Assignment: An exact, complete copy of the entries is what is needed.
BEGIN
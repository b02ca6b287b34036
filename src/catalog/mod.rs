mod markers;
mod neo;

use std::path::Path;
use std::path::PathBuf;

use bevy::ecs::message::MessageReader;
use bevy::ecs::message::MessageWriter;
use bevy::prelude::*;

use markers::NeoMarker;
use markers::spawn_earth_and_moon;
use markers::spawn_neo_markers;

pub use neo::CatalogError;
pub use neo::NeoCatalog;
pub use neo::NeoRecord;

use crate::camera::ObjectPicked;
use crate::impact::DEFAULT_IMPACT_SITE;
use crate::impact::ImpactRequested;
use crate::schedule::CameraSet;

/// Catalog file, relative to the directory holding `assets/`.
pub const CATALOG_PATH: &str = "assets/meteorites_data.json";

pub struct CatalogPlugin;

impl Plugin for CatalogPlugin {
    fn build(&self, app: &mut App) {
        app.add_systems(
            Startup,
            (load_catalog, spawn_neo_markers).chain(),
        )
        .add_systems(Startup, spawn_earth_and_moon)
        .add_systems(Update, request_impact_for_pick.in_set(CameraSet::Commands));
    }
}

/// Locates the catalog the way Bevy locates its asset folder: `BEVY_ASSET_ROOT`, then
/// `CARGO_MANIFEST_DIR`, then the executable's directory. The first root that has the file
/// wins; otherwise the crate directory this binary was built from.
fn catalog_path() -> PathBuf {
    let roots = [
        std::env::var_os("BEVY_ASSET_ROOT").map(PathBuf::from),
        std::env::var_os("CARGO_MANIFEST_DIR").map(PathBuf::from),
        std::env::current_exe()
            .ok()
            .and_then(|exe| exe.parent().map(Path::to_path_buf)),
    ];
    resolve_catalog_path(roots.into_iter().flatten(), Path::exists)
}

fn resolve_catalog_path(
    roots: impl IntoIterator<Item = PathBuf>,
    exists: impl Fn(&Path) -> bool,
) -> PathBuf {
    roots
        .into_iter()
        .map(|root| root.join(CATALOG_PATH))
        .find(|path| exists(path))
        .unwrap_or_else(|| Path::new(env!("CARGO_MANIFEST_DIR")).join(CATALOG_PATH))
}

fn load_catalog(mut commands: Commands) {
    let path = catalog_path();
    let catalog = match NeoCatalog::load(&path) {
        Ok(catalog) => {
            let metadata = &catalog.metadata;
            info!(
                "loaded {} NEOs ({} potentially hazardous) from {}: {} updated {}",
                catalog.len(),
                catalog.hazardous().count(),
                path.display(),
                metadata.source,
                metadata.last_updated
            );
            if metadata.count != catalog.len() || metadata.hazardous_count != catalog.hazardous().count() {
                warn!(
                    "catalog metadata lists {} NEOs ({} hazardous), file has {}",
                    metadata.count,
                    metadata.hazardous_count,
                    catalog.len()
                );
            }
            catalog
        },
        Err(error) => {
            warn!("{error}; continuing with an empty catalog");
            NeoCatalog::default()
        },
    };
    commands.insert_resource(catalog);
}

/// A picked NEO is estimated as if it struck the default impact site.
fn request_impact_for_pick(
    mut picks: MessageReader<ObjectPicked>,
    markers: Query<&NeoMarker>,
    catalog: Res<NeoCatalog>,
    mut impacts: MessageWriter<ImpactRequested>,
) {
    for pick in picks.read() {
        let Ok(marker) = markers.get(pick.entity) else {
            continue;
        };
        let Some(neo) = catalog.neos.get(marker.index) else {
            warn!("marker {} has no catalog entry", marker.index);
            continue;
        };
        let statistics = neo.statistics();
        info!(
            "{} [{}]: {:.0} m, {:.0} km/s, {:.2} Mt ({}: {}, {})",
            neo.name,
            neo.id,
            neo.diameter_meters,
            statistics.impact_velocity_km_s,
            statistics.energy_megatons(),
            statistics.scale,
            statistics.scale.description(),
            statistics.scale.historical_comparison()
        );
        impacts.write(ImpactRequested::new(DEFAULT_IMPACT_SITE, neo.parameters()));
    }
}
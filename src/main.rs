//! NEO Impact - an Earth-Moon-NEO viewer with impact estimation, built with Bevy 0.18
//!
//! - Impact energy and crater estimates for catalog objects
//! - Auto/manual camera follow with eased focus transitions
//! - Focus markers from assistant replies
//! - Bevy Remote Protocol (BRP) support for debugging

mod camera;
mod catalog;
mod impact;
mod schedule;
mod traits;

use bevy::prelude::*;
use bevy_brp_extras::BrpExtrasPlugin;
use bevy_inspector_egui::bevy_egui::EguiPlugin;

use crate::camera::CameraPlugin;
use crate::catalog::CatalogPlugin;
use crate::impact::ImpactPlugin;
use crate::schedule::SchedulePlugin;

fn main() {
    let mut app = App::new();

    // Get effective port from BrpExtrasPlugin to include in window title if non-default
    let brp_plugin = BrpExtrasPlugin::default();
    let (effective_port, _) = brp_plugin.get_effective_port();
    let window_title = if effective_port == bevy_brp_extras::DEFAULT_REMOTE_PORT {
        "neo-impact".to_string()
    } else {
        format!("neo-impact - {effective_port}")
    };

    app.add_plugins(DefaultPlugins.set(WindowPlugin {
        primary_window: Some(Window {
            title: window_title,
            ..default()
        }),
        ..default()
    }))
    .insert_resource(ClearColor(Color::BLACK))
    .add_plugins((
        EguiPlugin::default(),
        brp_plugin,
        CameraPlugin,
        CatalogPlugin,
        ImpactPlugin,
        SchedulePlugin,
    ))
    .run();
}
use bevy::prelude::*;

use crate::camera::constants::FRAME_INTERVAL_TOLERANCE_MS;

/// Caps how often the camera controller ticks. Frames arriving sooner than the interval
/// are folded into the next processed one, so no elapsed time is lost.
#[derive(Resource, Reflect, Debug, Clone, Copy, PartialEq)]
#[reflect(Resource)]
pub struct FrameLimiter {
    interval_ms:    f32,
    accumulated_ms: f32,
}

impl Default for FrameLimiter {
    fn default() -> Self { Self::new(60.0) }
}

impl FrameLimiter {
    /// A non-positive rate disables the cap.
    pub fn new(target_fps: f32) -> Self {
        Self {
            interval_ms:    Self::interval_for(target_fps),
            accumulated_ms: 0.0,
        }
    }

    const fn interval_for(target_fps: f32) -> f32 {
        if target_fps.is_finite() && target_fps > 0.0 {
            1000.0 / target_fps
        } else {
            0.0
        }
    }

    pub fn set_target_fps(&mut self, target_fps: f32) {
        self.interval_ms = Self::interval_for(target_fps);
    }

    pub const fn interval_ms(&self) -> f32 { self.interval_ms }

    /// Accumulates `delta_ms`; returns the accumulated interval once it reaches the cap.
    pub fn advance(&mut self, delta_ms: f32) -> Option<f32> {
        if delta_ms.is_finite() {
            self.accumulated_ms += delta_ms.max(0.0);
        }
        if self.accumulated_ms + FRAME_INTERVAL_TOLERANCE_MS < self.interval_ms {
            return None;
        }
        let elapsed = self.accumulated_ms;
        self.accumulated_ms = 0.0;
        Some(elapsed)
    }
}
END
Response to this task:
repository b02ca6b287b34036
filename src/catalog/mod.rs
mod markers;
mod neo;

use std::path::Path;
use std::path::PathBuf;

use bevy::ecs::message::MessageReader;
use bevy::ecs::message::MessageWriter;
use bevy::prelude::*;

use markers::NeoMarker;
use markers::spawn_earth_and_moon;
use markers::spawn_neo_markers;

pub use neo::CatalogError;
pub use neo::NeoCatalog;
pub use neo::NeoRecord;

use crate::camera::ObjectPicked;
use crate::impact::DEFAULT_IMPACT_SITE;
use crate::impact::ImpactRequested;
use crate::schedule::CameraSet;

/// Catalog file, relative to the directory holding `assets/`.
pub const CATALOG_PATH: &str = "assets/meteorites_data.json";

pub struct CatalogPlugin;

impl Plugin for CatalogPlugin {
    fn build(&self, app: &mut App) {
        app.add_systems(
            Startup,
            (load_catalog, spawn_neo_markers).chain(),
        )
        .add_systems(Startup, spawn_earth_and_moon)
        .add_systems(Update, request_impact_for_pick.in_set(CameraSet::Commands));
    }
}

/// Locates the catalog the way Bevy locates its asset folder: `BEVY_ASSET_ROOT`, then
/// `CARGO_MANIFEST_DIR`, then the executable's directory. The first root that has the file
/// wins; otherwise the crate directory this binary was built from.
fn catalog_path() -> PathBuf {
    let roots = [
        std::env::var_os("BEVY_ASSET_ROOT").map(PathBuf::from),
        std::env::var_os("CARGO_MANIFEST_DIR").map(PathBuf::from),
        std::env::current_exe()
            .ok()
            .and_then(|exe| exe.parent().map(Path::to_path_buf)),
    ];
    resolve_catalog_path(roots.into_iter().flatten(), Path::exists)
}

fn resolve_catalog_path(
    roots: impl IntoIterator<Item = PathBuf>,
    exists: impl Fn(&Path) -> bool,
) -> PathBuf {
    roots
        .into_iter()
        .map(|root| root.join(CATALOG_PATH))
        .find(|path| exists(path))
        .unwrap_or_else(|| Path::new(env!("CARGO_MANIFEST_DIR")).join(CATALOG_PATH))
}

fn load_catalog(mut commands: Commands) {
    let path = catalog_path();
    let catalog = match NeoCatalog::load(&path) {
        Ok(catalog) => {
            let metadata = &catalog.metadata;
            info!(
                "loaded {} NEOs ({} potentially hazardous) from {}: {} updated {}",
                catalog.len(),
                catalog.hazardous().count(),
                path.display(),
                metadata.source,
                metadata.last_updated
            );
            if metadata.count != catalog.len() || metadata.hazardous_count != catalog.hazardous().count() {
                warn!(
                    "catalog metadata lists {} NEOs ({} hazardous), file has {}",
                    metadata.count,
                    metadata.hazardous_count,
                    catalog.len()
                );
            }
            catalog
        },
        Err(error) => {
            warn!("{error}; continuing with an empty catalog");
            NeoCatalog::default()
        },
    };
    commands.insert_resource(catalog);
}

/// A picked NEO is estimated as if it struck the default impact site.
fn request_impact_for_pick(
    mut picks: MessageReader<ObjectPicked>,
    markers: Query<&NeoMarker>,
    catalog: Res<NeoCatalog>,
    mut impacts: MessageWriter<ImpactRequested>,
) {
    for pick in picks.read() {
        let Ok(marker) = markers.get(pick.entity) else {
            continue;
        };
        let Some(neo) = catalog.neos.get(marker.index) else {
            warn!("marker {} has no catalog entry", marker.index);
            continue;
        };
        let statistics = neo.statistics();
        info!(
            "{} [{}]: {:.0} m, {:.0} km/s, {:.2} Mt ({}: {}, {})",
            neo.name,
            neo.id,
            neo.diameter_meters,
            statistics.impact_velocity_km_s,
            statistics.energy_megatons(),
            statistics.scale,
            statistics.scale.description(),
            statistics.scale.historical_comparison()
        );
        impacts.write(ImpactRequested::new(DEFAULT_IMPACT_SITE, neo.parameters()));
    }
}
filename src/main.rs
//! NEO Impact - an Earth-Moon-NEO viewer with impact estimation, built with Bevy 0.18
//!
//! - Impact energy and crater estimates for catalog objects
//! - Auto/manual camera follow with eased focus transitions
//! - Focus markers from assistant replies
//! - Bevy Remote Protocol (BRP) support for debugging

mod camera;
mod catalog;
mod impact;
mod schedule;
mod traits;

use bevy::prelude::*;
use bevy_brp_extras::BrpExtrasPlugin;
use bevy_inspector_egui::bevy_egui::EguiPlugin;

use crate::camera::CameraPlugin;
use crate::catalog::CatalogPlugin;
use crate::impact::ImpactPlugin;
use crate::schedule::SchedulePlugin;

fn main() {
    let mut app = App::new();

    // Get effective port from BrpExtrasPlugin to include in window title if non-default
    let brp_plugin = BrpExtrasPlugin::default();
    let (effective_port, _) = brp_plugin.get_effective_port();
    let window_title = if effective_port == bevy_brp_extras::DEFAULT_REMOTE_PORT {
        "neo-impact".to_string()
    } else {
        format!("neo-impact - {effective_port}")
    };

    app.add_plugins(DefaultPlugins.set(WindowPlugin {
        primary_window: Some(Window {
            title: window_title,
            ..default()
        }),
        ..default()
    }))
    .insert_resource(ClearColor(Color::BLACK))
    .add_plugins((
        EguiPlugin::default(),
        brp_plugin,
        CameraPlugin,
        CatalogPlugin,
        ImpactPlugin,
        SchedulePlugin,
    ))
    .run();
}
use bevy::prelude::*;

use crate::camera::constants::FRAME_INTERVAL_TOLERANCE_MS;

/// Caps how often the camera controller ticks. Frames arriving sooner than the interval
/// are folded into the next processed one, so no elapsed time is lost.
#[derive(Resource, Reflect, Debug, Clone, Copy, PartialEq)]
#[reflect(Resource)]
pub struct FrameLimiter {
    interval_ms:    f32,
    accumulated_ms: f32,
}

impl Default for FrameLimiter {
    fn default() -> Self { Self::new(60.0) }
}

impl FrameLimiter {
    /// A non-positive rate disables the cap.
    pub fn new(target_fps: f32) -> Self {
        Self {
            interval_ms:    Self::interval_for(target_fps),
            accumulated_ms: 0.0,
        }
    }

    const fn interval_for(target_fps: f32) -> f32 {
        if target_fps.is_finite() && target_fps > 0.0 {
            1000.0 / target_fps
        } else {
            0.0
        }
    }

    pub fn set_target_fps(&mut self, target_fps: f32) {
        self.interval_ms = Self::interval_for(target_fps);
    }

    pub const fn interval_ms(&self) -> f32 { self.interval_ms }

    /// Accumulates `delta_ms`; returns the accumulated interval once it reaches the cap.
    pub fn advance(&mut self, delta_ms: f32) -> Option<f32> {
        if delta_ms.is_finite() {
            self.accumulated_ms += delta_ms.max(0.0);
        }
        if self.accumulated_ms + FRAME_INTERVAL_TOLERANCE_MS < self.interval_ms {
            return None;
        }
        let elapsed = self.accumulated_ms;
        self.accumulated_ms = 0.0;
        Some(elapsed)
    }
}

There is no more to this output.